FMCG Supply Chain - how green and environmentally friendly is yours?

Posted by Dave Jordan on Wed, Apr 25, 2012

I have always thought it a little strange. The “green “ movement is all about saving the Earth  yet the same colour is used for “green” house gases  (GHG) that are far from green and moving us towards unavoidable planetary oblivion, apparently. Now, there is huge debate about what contributes more to the ozone layer depletion; is it excessive human use of fossil fuels or is it primarily the fact that cows eat enormous quantities of grass leading to “cow house gas” emissions in rather large volumes?

However, that is not the point of this blog. I simply want to take a look at how many FMCG, Brewing and Pharmaceutical companies waste money which if they avoided would have a welcome knock-on effect of reducing their overall emission footprint.

Carbon footprint complex Netsize resized 600

  1. Why are office lights kept on all night? There is nobody in the office yet it is lit up like a Christmas tree with potentially hundreds of lights creating heat and gobbling up electricity for absolutely nil benefit. A simple timer system would secure a decent reduction in the fuel invoice. “But it is included in the rental cost” – it probably is and you are paying for this whether you like it or not. Perhaps this source of waste sounds insignificant when compared to a heavy duty factory but it all helps.
  2. Rain water harvesting really should be mandatory for factories. They usually have expansive roofs which are ideal for channeling and collecting water. Instead of using fresh water that has been chemically treated and pumped from miles away to flush toilets why not use “free” rain water. Ok, if you are located in Riyadh then the opportunity for rain collection is a rarity but if you are based in Manchester UK just think how much you can save and contribute to a cleaner environment.
  3. Solar water heating and electricity generation are becoming increasingly affordable and should be considered for any new factory project. Solar heating of water is probably more advanced yet panel costs are lowering each year. Yes there is an investment but if you are a major user of gas or electricity for water heating and you get a reasonable amount of sun (i.e. not Manchester) then a decent return on investment is achievable.
  4. Do you know how much your business is wasting in write offs and stock you do not need? If you don’t, you should. If we assume a moderately sized business of 500m Euro turnover then depending on the sector you could be running at a waste level of up to 8% of turnover, e.g. short shelf-life yoghurt etc. A detergents business will operate at considerably lower levels of waste but if we assume a modest 1% overall waste then that is 5m Euro down the drain.
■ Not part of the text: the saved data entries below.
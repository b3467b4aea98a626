use std::sync::Arc;

use anyhow::Result;
use campaign_ledger::{
    campaign::SECONDS_PER_DAY,
    units::{format_units, parse_units},
    Bank, CampaignLedger, Clock, LedgerConfig, ManualClock, SystemClock,
};

const STARTING_BALANCE: &str = "10000";

/// Walks a campaign through creation, a partial donation, expiry and refund
/// on a throwaway in-memory ledger.
pub fn run(config: LedgerConfig) -> Result<()> {
    let clock = ManualClock::new(SystemClock::new().now());
    let bank = Arc::new(Bank::new());
    let ledger = CampaignLedger::new(config, clock.clone(), Arc::clone(&bank));

    let (creator, donor) = ("creator".to_string(), "donor1".to_string());
    for account in ["owner", creator.as_str(), donor.as_str()] {
        bank.credit(&account.to_string(), parse_units(STARTING_BALANCE)?)?;
    }

    println!("--- 1. create campaign ---");
    let target = parse_units("1")?;
    let id = ledger.create_campaign(&creator, "Save the Pandas", target, 30)?;
    println!(
        "campaign {id} 'Save the Pandas' created: target {} over 30 days",
        format_units(target)
    );

    println!("\n--- 2. donate ---");
    let donation = parse_units("0.5")?;
    bank.debit(&donor, donation)?;
    ledger.donate(id, &donor, donation)?;
    println!("{donor} donated {}", format_units(donation));
    let campaign = ledger.campaign(id)?;
    println!("collected so far: {}", format_units(campaign.amount_collected));

    println!("\n--- 3. 31 days later ---");
    clock.advance(31 * SECONDS_PER_DAY);
    println!("campaign state: {:?}", ledger.campaign_state(id)?);

    println!("\n--- 4. refund ---");
    let before = bank.balance(&donor);
    let settlement = ledger.refund(id)?;
    let after = bank.balance(&donor);
    println!(
        "refund done: {} transfer(s), {} balance change +{}",
        settlement.payouts.len(),
        donor,
        format_units(after - before)
    );

    let again = ledger.refund(id)?;
    println!("second refund call: {} transfer(s)", again.payouts.len());
    println!("state root {}", ledger.snapshot().state_root_hex());
    Ok(())
}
This is probably the worst kind of waste as you have paid for the product to be manufactured transported etc and then nobody buys it and you have to pay to have it destroyed.
  5. My bug bear is unnecessary packaging. Companies say they have reduced by x% and used more recycled materials but there is still a fair way to go. Innovation decisions need to be business wide and not just marketing wish lists. If you do not keep marketing in check they will add colours, layers, weight, thickness etc all to make their product better than competition. I admit that at the sharp end of the Route To Market shopper decisions can be swayed by packaging quality and appearance but still there is so much that is not required and goes directly into the waste bin (or hopefully the recycling system).

You will appreciate that items 1-5 are not exclusively about Supply Chain but that department inevitably receives the most focus. However, taking a look across the total business will expose numerous areas of waste and unnecessary material consumption.

While many may well blame the loss of the ozone layer on a their local herd of Black Angus cattle, companies can do so much more and it is not rocket science any more.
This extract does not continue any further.